Start of Provided material
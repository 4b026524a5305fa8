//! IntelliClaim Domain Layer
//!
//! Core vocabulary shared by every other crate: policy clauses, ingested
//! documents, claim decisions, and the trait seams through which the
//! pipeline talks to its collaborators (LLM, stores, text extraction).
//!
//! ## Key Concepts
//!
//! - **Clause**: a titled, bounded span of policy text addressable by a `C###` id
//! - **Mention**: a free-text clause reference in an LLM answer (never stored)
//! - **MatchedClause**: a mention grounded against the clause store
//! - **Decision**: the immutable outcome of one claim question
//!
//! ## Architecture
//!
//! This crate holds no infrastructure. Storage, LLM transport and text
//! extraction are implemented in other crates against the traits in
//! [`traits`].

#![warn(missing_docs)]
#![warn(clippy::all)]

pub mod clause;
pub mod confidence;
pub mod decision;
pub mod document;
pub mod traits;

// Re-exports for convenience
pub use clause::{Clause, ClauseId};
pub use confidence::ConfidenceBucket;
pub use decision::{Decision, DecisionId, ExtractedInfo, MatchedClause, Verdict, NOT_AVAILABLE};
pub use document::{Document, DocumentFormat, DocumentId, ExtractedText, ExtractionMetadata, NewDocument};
End of Provided material
Start of Provided material
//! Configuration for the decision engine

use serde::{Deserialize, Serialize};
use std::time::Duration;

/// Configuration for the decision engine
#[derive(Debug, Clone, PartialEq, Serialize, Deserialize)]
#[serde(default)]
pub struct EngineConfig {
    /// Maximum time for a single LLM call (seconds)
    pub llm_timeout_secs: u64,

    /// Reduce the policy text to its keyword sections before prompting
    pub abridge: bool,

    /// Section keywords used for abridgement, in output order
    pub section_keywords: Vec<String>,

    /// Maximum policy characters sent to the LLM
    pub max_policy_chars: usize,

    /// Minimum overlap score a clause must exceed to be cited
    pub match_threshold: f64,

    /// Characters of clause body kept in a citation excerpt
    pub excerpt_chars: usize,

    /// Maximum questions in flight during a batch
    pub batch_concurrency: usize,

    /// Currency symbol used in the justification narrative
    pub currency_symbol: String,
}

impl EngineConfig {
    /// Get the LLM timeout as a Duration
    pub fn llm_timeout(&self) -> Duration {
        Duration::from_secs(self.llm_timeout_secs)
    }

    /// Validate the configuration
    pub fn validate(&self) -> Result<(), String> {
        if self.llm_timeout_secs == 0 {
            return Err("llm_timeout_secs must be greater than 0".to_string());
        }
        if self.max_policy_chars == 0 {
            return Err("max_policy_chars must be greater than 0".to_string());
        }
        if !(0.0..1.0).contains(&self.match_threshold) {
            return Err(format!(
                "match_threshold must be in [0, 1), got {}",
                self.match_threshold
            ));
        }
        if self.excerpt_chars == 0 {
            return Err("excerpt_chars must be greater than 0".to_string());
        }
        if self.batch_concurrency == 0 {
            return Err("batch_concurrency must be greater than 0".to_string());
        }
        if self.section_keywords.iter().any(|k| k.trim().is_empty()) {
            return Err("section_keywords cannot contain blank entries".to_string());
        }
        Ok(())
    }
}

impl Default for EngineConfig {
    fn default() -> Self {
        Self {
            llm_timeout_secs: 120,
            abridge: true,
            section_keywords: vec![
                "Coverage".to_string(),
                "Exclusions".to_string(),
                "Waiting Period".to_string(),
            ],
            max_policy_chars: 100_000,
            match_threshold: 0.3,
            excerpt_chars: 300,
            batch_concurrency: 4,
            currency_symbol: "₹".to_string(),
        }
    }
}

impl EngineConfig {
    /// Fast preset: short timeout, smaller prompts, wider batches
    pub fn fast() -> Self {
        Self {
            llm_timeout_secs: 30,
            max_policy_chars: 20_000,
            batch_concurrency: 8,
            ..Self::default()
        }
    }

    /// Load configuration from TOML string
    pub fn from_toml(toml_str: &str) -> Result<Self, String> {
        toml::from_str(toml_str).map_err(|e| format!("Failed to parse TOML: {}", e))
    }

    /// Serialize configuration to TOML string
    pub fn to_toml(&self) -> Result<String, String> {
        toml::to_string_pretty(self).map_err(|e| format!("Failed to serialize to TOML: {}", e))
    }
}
End of Provided material
» **Your task**:
Beginning at the line with "repository 4b026524a5305fa8" and ending at the line with "answer (never stored)", reproduce each line of the data above exactly, and add no other lines.

» **Solution to the problem**:
repository 4b026524a5305fa8
//! IntelliClaim Domain Layer
//!
//! Core vocabulary shared by every other crate: policy clauses, ingested
//! documents, claim decisions, and the trait seams through which the
//! pipeline talks to its collaborators (LLM, stores, text extraction).
//!
//! ## Key Concepts
//!
//! - **Clause**: a titled, bounded span of policy text addressable by a `C###` id
//! - **Mention**: a free-text clause reference in an LLM answer (never stored)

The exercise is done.